Portuguese / Spanish / English

Iraqi premier orders probe into Diyala's sectarian violence

Mourners carry on October 27, 2021, the caskets of victims of yesterday's attack on the village of Al-Rashad in Iraq's eastern Diyala province that reportedly killed at least 11 people, during their funeral in the central shrine city of Najaf. - The attack was blamed on the Islamic State (IS) group, security sources said but another source said that civilians were among those killed by small arms fire in the village, home to many members of the security services. (Photo by Ali NAJAFI / AFP) (Photo by ALI NAJAFI/AFP via Getty Images)
Mourners carry on October 27, 2021, the caskets of victims of yesterday's attack on the village of Al-Rashad in Iraq's eastern Diyala province that reportedly killed at least 11 people [ALI NAJAFI/AFP via Getty Images]

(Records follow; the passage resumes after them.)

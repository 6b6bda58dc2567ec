//! Pure pod security evaluation (no IO).
//!
//! Input: a pod manifest deserialized elsewhere, a level/version and options.
//! Output: one aggregate allow/forbid decision with reasons, details and
//! optional field errors.

#![forbid(unsafe_code)]

pub mod checks;
pub mod model;
pub mod policy;
pub mod registry;

mod engine;

pub use engine::evaluate;

#[cfg(test)]
mod proptest;
#[cfg(test)]
mod test_support;
//! Pod security evaluation against the `privileged`, `baseline` and
//! `restricted` levels.
//!
//! ```
//! use podguard::{CheckOptions, Level, LevelVersion, Pod, Version, evaluate_pod};
//!
//! let pod: Pod = serde_json::from_str(
//!     r#"{"spec": {"containers": [{"name": "app", "securityContext": {"privileged": true}}]}}"#,
//! )
//! .unwrap();
//! let result = evaluate_pod(
//!     &pod,
//!     LevelVersion::new(Level::Baseline, Version::Latest),
//!     &CheckOptions::default(),
//! );
//! assert!(!result.allowed);
//! assert_eq!(result.forbidden_reason(), "privileged");
//! ```

#![forbid(unsafe_code)]

use std::sync::OnceLock;

pub use podguard_domain::checks::default_checks;
pub use podguard_domain::evaluate;
pub use podguard_domain::model::{Pod, PodMetadata, PodSpec};
pub use podguard_domain::policy::CheckOptions;
pub use podguard_domain::registry::{
    Check, CheckRegistry, PodCheck, RegistryError, ResolvedCheck, VersionedCheck,
};
pub use podguard_types::{
    AggregateCheckResult, CheckResult, ErrorType, Explanation, FieldError, FieldPath, Level,
    LevelVersion, Version, ids, lookup_explanation,
};

/// The built-in checks, validated once per process.
pub fn default_registry() -> &'static CheckRegistry {
    static REGISTRY: OnceLock<CheckRegistry> = OnceLock::new();
    REGISTRY.get_or_init(|| {
        CheckRegistry::new(default_checks()).expect("built-in check registry must be valid")
    })
}

/// Evaluate one pod with the built-in checks.
pub fn evaluate_pod(
    pod: &Pod,
    level_version: LevelVersion,
    opts: &CheckOptions,
) -> AggregateCheckResult {
    evaluate(
        default_registry(),
        level_version,
        &pod.metadata,
        &pod.spec,
        opts,
    )
}

/// Parse a pod manifest from JSON and evaluate it.
pub fn evaluate_pod_json(
    json: &str,
    level_version: LevelVersion,
    opts: &CheckOptions,
) -> Result<AggregateCheckResult, serde_json::Error> {
    let pod: Pod = serde_json::from_str(json)?;
    tracing::trace!(pod = %pod.metadata.name, "parsed pod manifest");
    Ok(evaluate_pod(&pod, level_version, opts))
}
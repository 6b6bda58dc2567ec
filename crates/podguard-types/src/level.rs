use schemars::JsonSchema;
use serde::{Deserialize, Serialize};
use std::fmt;
use std::str::FromStr;

/// A named security baseline. Ordered from least to most restrictive.
#[derive(
    Clone, Copy, Debug, PartialEq, Eq, PartialOrd, Ord, Hash, Serialize, Deserialize, JsonSchema,
)]
#[serde(rename_all = "lowercase")]
pub enum Level {
    Privileged,
    Baseline,
    Restricted,
}

impl Level {
    pub fn as_str(self) -> &'static str {
        match self {
            Level::Privileged => "privileged",
            Level::Baseline => "baseline",
            Level::Restricted => "restricted",
        }
    }
}

impl fmt::Display for Level {
    fn fmt(&self, f: &mut fmt::Formatter<'_>) -> fmt::Result {
        f.write_str(self.as_str())
    }
}

#[derive(Clone, Debug, PartialEq, Eq, thiserror::Error)]
#[error("unknown level: {0} (expected privileged|baseline|restricted)")]
pub struct ParseLevelError(String);

impl FromStr for Level {
    type Err = ParseLevelError;

    fn from_str(s: &str) -> Result<Self, Self::Err> {
        match s {
            "privileged" => Ok(Level::Privileged),
            "baseline" => Ok(Level::Baseline),
            "restricted" => Ok(Level::Restricted),
            other => Err(ParseLevelError(other.to_string())),
        }
    }
}

/// A policy version: `vMAJOR.MINOR`, or `latest`.
///
/// `Latest` sorts after every release, so resolving at `latest` always picks
/// the newest implementation of a check.
#[derive(Clone, Copy, Debug, Default, PartialEq, Eq, PartialOrd, Ord, Hash)]
pub enum Version {
    Release { major: u32, minor: u32 },
    #[default]
    Latest,
}

impl Version {
    pub const fn new(major: u32, minor: u32) -> Self {
        Version::Release { major, minor }
    }

    pub fn is_latest(self) -> bool {
        matches!(self, Version::Latest)
    }
}

impl fmt::Display for Version {
    fn fmt(&self, f: &mut fmt::Formatter<'_>) -> fmt::Result {
        match self {
            Version::Release { major, minor } => write!(f, "v{major}.{minor}"),
            Version::Latest => f.write_str("latest"),
        }
    }
}

#[derive(Clone, Debug, PartialEq, Eq, thiserror::Error)]
pub enum ParseVersionError {
    #[error("version must start with 'v' or be 'latest': {0}")]
    MissingPrefix(String),
    #[error("version must be of the form vMAJOR.MINOR: {0}")]
    Malformed(String),
}

impl FromStr for Version {
    type Err = ParseVersionError;

    fn from_str(s: &str) -> Result<Self, Self::Err> {
        if s == "latest" {
            return Ok(Version::Latest);
        }
        let Some(rest) = s.strip_prefix('v') else {
            return Err(ParseVersionError::MissingPrefix(s.to_string()));
        };
        let Some((major, minor)) = rest.split_once('.') else {
            return Err(ParseVersionError::Malformed(s.to_string()));
        };
        let parse = |part: &str| {
            // Reject signs and leading zeros so each version has one spelling.
            if part.is_empty()
                || !part.bytes().all(|b| b.is_ascii_digit())
                || (part.len() > 1 && part.starts_with('0'))
            {
                return Err(ParseVersionError::Malformed(s.to_string()));
            }
            part.parse::<u32>()
                .map_err(|_| ParseVersionError::Malformed(s.to_string()))
        };
        Ok(Version::new(parse(major)?, parse(minor)?))
    }
}

impl Serialize for Version {
    fn serialize<S: serde::Serializer>(&self, serializer: S) -> Result<S::Ok, S::Error> {
        serializer.collect_str(self)
    }
}

impl<'de> Deserialize<'de> for Version {
    fn deserialize<D: serde::Deserializer<'de>>(deserializer: D) -> Result<Self, D::Error> {
        let s = String::deserialize(deserializer)?;
        s.parse().map_err(serde::de::Error::custom)
    }
}

/// The level/version pair a pod is evaluated against.
#[derive(Clone, Copy, Debug, PartialEq, Eq, Hash, Serialize, Deserialize, JsonSchema)]
pub struct LevelVersion {
    pub level: Level,
    #[schemars(with = "String")]
    pub version: Version,
}

impl LevelVersion {
    pub fn new(level: Level, version: Version) -> Self {
        Self { level, version }
    }
}

impl fmt::Display for LevelVersion {
    fn fmt(&self, f: &mut fmt::Formatter<'_>) -> fmt::Result {
        write!(f, "{}:{}", self.level, self.version)
    }
}
use crate::checks::violations::{Violations, ViolationKind};
use crate::checks::visit::{Scope, resolve};
use crate::model::{PodMetadata, PodSpec};
use crate::policy::CheckOptions;
use crate::registry::{Check, VersionedCheck};
use podguard_types::{CheckResult, Level, Version, ids};

pub fn check() -> Check {
    Check {
        id: ids::CHECK_RUN_AS_NON_ROOT,
        level: Level::Restricted,
        versions: vec![VersionedCheck::new(Version::new(1, 0), run_as_non_root_v1_0)],
    }
}

/// Every container must run with `runAsNonRoot=true`, either set on the
/// container or inherited from the pod. An explicit `false` is forbidden at
/// any scope; a container left unset under a pod that is not `true` is
/// reported as missing the requirement.
pub fn run_as_non_root_v1_0(_: &PodMetadata, spec: &PodSpec, opts: &CheckOptions) -> CheckResult {
    if opts.relax_for_user_namespace_pods && spec.uses_isolated_user_namespace() {
        return CheckResult::allowed();
    }

    let mut violations = Violations::new();
    let mut pod_run_as_non_root = false;
    for resolved in resolve(spec, |p| p.run_as_non_root, |c| c.run_as_non_root) {
        let scope = resolved.scope;
        let field = scope.security_context_field("runAsNonRoot");
        match (scope, resolved.value) {
            (_, Some(false)) => violations.forbid(scope, field, false),
            (Scope::Pod, Some(true)) => pod_run_as_non_root = true,
            // An unset pod is only reported through its containers.
            (Scope::Pod, None) => {}
            (_, None) if !pod_run_as_non_root => violations.require(scope, field),
            _ => {}
        }
    }

    let detail = violations.compose(|group| match group.kind {
        ViolationKind::Forbidden => format!(
            "{} must not set securityContext.runAsNonRoot=false",
            group.subjects
        ),
        ViolationKind::Required => format!(
            "{} must set securityContext.runAsNonRoot=true",
            group.subjects.or_pod()
        ),
    });
    violations.into_result(ids::REASON_RUN_AS_NON_ROOT, detail, opts)
}
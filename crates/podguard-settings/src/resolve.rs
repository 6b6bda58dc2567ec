use crate::model::{CONFIG_SCHEMA_V1, PodguardConfigV1};
use anyhow::Context;
use podguard_domain::policy::CheckOptions;
use podguard_types::{Level, LevelVersion, Version};

/// Caller-supplied values that win over the config document.
#[derive(Clone, Debug, Default)]
pub struct Overrides {
    pub level: Option<String>,
    pub version: Option<String>,
    pub field_errors: Option<bool>,
}

#[derive(Clone, Copy, Debug, PartialEq, Eq)]
pub struct ResolvedConfig {
    pub level_version: LevelVersion,
    pub options: CheckOptions,
}

pub fn resolve_config(
    cfg: PodguardConfigV1,
    overrides: Overrides,
) -> anyhow::Result<ResolvedConfig> {
    if let Some(schema) = cfg.schema.as_deref() {
        anyhow::ensure!(
            schema == CONFIG_SCHEMA_V1,
            "unsupported schema: {schema} (expected '{CONFIG_SCHEMA_V1}')"
        );
    }

    let level = match overrides.level.or(cfg.level) {
        Some(s) => s
            .parse::<Level>()
            .with_context(|| format!("invalid level: {s}"))?,
        None => Level::Restricted,
    };

    let version = match overrides.version.or(cfg.version) {
        Some(s) => s
            .parse::<Version>()
            .with_context(|| format!("invalid version: {s}"))?,
        None => Version::Latest,
    };

    let options = CheckOptions {
        with_field_errors: overrides
            .field_errors
            .or(cfg.field_errors)
            .unwrap_or(false),
        relax_for_user_namespace_pods: cfg.relax_for_user_namespace_pods.unwrap_or(false),
    };

    Ok(ResolvedConfig {
        level_version: LevelVersion::new(level, version),
        options,
    })
}
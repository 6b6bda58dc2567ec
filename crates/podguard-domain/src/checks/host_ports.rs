use crate::checks::utils::pluralize;
use crate::checks::violations::Violations;
use crate::checks::visit::visit_containers;
use crate::model::{PodMetadata, PodSpec};
use crate::policy::CheckOptions;
use crate::registry::{Check, VersionedCheck};
use podguard_types::{CheckResult, Level, Version, ids};

pub fn check() -> Check {
    Check {
        id: ids::CHECK_HOST_PORTS,
        level: Level::Baseline,
        versions: vec![VersionedCheck::new(Version::new(1, 0), host_ports_v1_0)],
    }
}

/// Containers must not bind host ports.
pub fn host_ports_v1_0(_: &PodMetadata, spec: &PodSpec, opts: &CheckOptions) -> CheckResult {
    let mut violations = Violations::new();
    for (scope, container) in visit_containers(spec) {
        for (i, port) in container.ports.iter().enumerate() {
            let Some(host_port) = port.host_port.filter(|p| *p != 0) else {
                continue;
            };
            let field = scope.path().child("ports").index(i).child("hostPort");
            violations.forbid(scope, field, host_port);
        }
    }
    let detail = violations.compose(|group| {
        let ports: Vec<&str> = group.values().collect();
        format!(
            "{} {} {} {}",
            group.subjects,
            pluralize("uses", "use", group.subjects.len()),
            pluralize("hostPort", "hostPorts", ports.len()),
            ports.join(", ")
        )
    });
    violations.into_result(ids::REASON_HOST_PORT, detail, opts)
}
//! Fuzz target for `podguard.toml` parsing and resolution.
//!
//! Goal: parsing and resolving should **never panic** on any input.
//! Malformed documents must come back as errors.
//!
//! Run with:
//! ```bash
//! cargo +nightly fuzz run fuzz_config_parser
//! ```

#![no_main]

use libfuzzer_sys::fuzz_target;
use podguard_settings::{Overrides, parse_config_toml, resolve_config};

fuzz_target!(|data: &[u8]| {
    // Limit input size to avoid OOM and keep fuzzing fast
    if data.len() > 64 * 1024 {
        return;
    }

    let Ok(input) = std::str::from_utf8(data) else {
        return;
    };

    // Should never panic - errors are fine
    if let Ok(cfg) = parse_config_toml(input) {
        let _ = resolve_config(cfg, Overrides::default());
    }
});
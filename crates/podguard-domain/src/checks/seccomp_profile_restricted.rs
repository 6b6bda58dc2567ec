use crate::checks::utils::join_quote;
use crate::checks::violations::{Violations, ViolationKind};
use crate::checks::visit::{Scope, resolve};
use crate::model::{PodMetadata, PodSpec};
use crate::policy::CheckOptions;
use crate::registry::{Check, VersionedCheck};
use podguard_types::{CheckResult, Level, Version, ids};

const VALID_PROFILE_TYPES: &[&str] = &["RuntimeDefault", "Localhost"];

pub fn check() -> Check {
    Check {
        id: ids::CHECK_SECCOMP_PROFILE_RESTRICTED,
        level: Level::Restricted,
        versions: vec![
            VersionedCheck::new(Version::new(1, 19), seccomp_profile_restricted_v1_19),
            VersionedCheck::new(Version::new(1, 25), seccomp_profile_restricted_v1_25),
        ],
    }
}

/// A `RuntimeDefault` or `Localhost` seccomp profile must apply to every
/// container, set on the container or inherited from the pod.
pub fn seccomp_profile_restricted_v1_19(
    _: &PodMetadata,
    spec: &PodSpec,
    opts: &CheckOptions,
) -> CheckResult {
    let mut violations = Violations::new();
    let mut pod_profile_set = false;
    let resolved = resolve(
        spec,
        |p| p.seccomp_profile.as_ref(),
        |c| c.seccomp_profile.as_ref(),
    );
    for r in resolved {
        let field = r
            .scope
            .security_context_field("seccompProfile")
            .child("type");
        match (r.scope, r.value) {
            (_, Some(profile))
                if !VALID_PROFILE_TYPES.contains(&profile.profile_type.as_str()) =>
            {
                violations.forbid(r.scope, field, profile.profile_type.as_str());
            }
            (Scope::Pod, Some(_)) => pod_profile_set = true,
            (Scope::Pod, None) => {}
            (_, None) if !pod_profile_set => violations.require(r.scope, field),
            _ => {}
        }
    }
    let detail = violations.compose(|group| match group.kind {
        ViolationKind::Forbidden => format!(
            "{} must not set securityContext.seccompProfile.type to {}",
            group.subjects,
            join_quote(group.values())
        ),
        ViolationKind::Required => format!(
            r#"{} must set securityContext.seccompProfile.type to "RuntimeDefault" or "Localhost""#,
            group.subjects.or_pod()
        ),
    });
    violations.into_result(ids::REASON_SECCOMP_PROFILE, detail, opts)
}

/// As v1.19, but Windows pods are exempt.
pub fn seccomp_profile_restricted_v1_25(
    metadata: &PodMetadata,
    spec: &PodSpec,
    opts: &CheckOptions,
) -> CheckResult {
    if spec.is_windows() {
        return CheckResult::allowed();
    }
    seccomp_profile_restricted_v1_19(metadata, spec, opts)
}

Iraqi Prime Minister, Mustafa Al-Kadhimi, on Thursday ordered a comprehensive investigation into the sectarian clashes in Diyala city during the past two days, which left 23 people dead, Anadolu News Agency reports.

In a statement, the country's Interior Ministry said: "Interior Minister, Othman Al-Ghanimi, conveyed condolences and sympathy of the Commander-in-Chief of the Armed Forces, Mustafa Al-Kadhimi, to families in the village of Al-Rashad and the village of Nahr Al-Imam in Diyala Governorate."

On Wednesday, eight Sunni civilians were killed by Shia gunmen in an apparent revenge attack in Iraq's eastern Diyala province.

READ: The world will regret bringing Assad in from the cold

The attack came a day after suspected Daesh terrorists attacked the predominantly Shia village of Al-Rashad in Diyala Tuesday evening, killing at least 15 people and injuring 13 others.

In recent months, Daesh terrorists have escalated their attacks, especially in the area between Kirkuk, Salahuddin and Diyala, known as the "Triangle of Death".

In 2017, Iraq declared victory over Daesh by reclaiming all territories the terrorist group controlled since the summer of 2014, about one-third of the country's territory.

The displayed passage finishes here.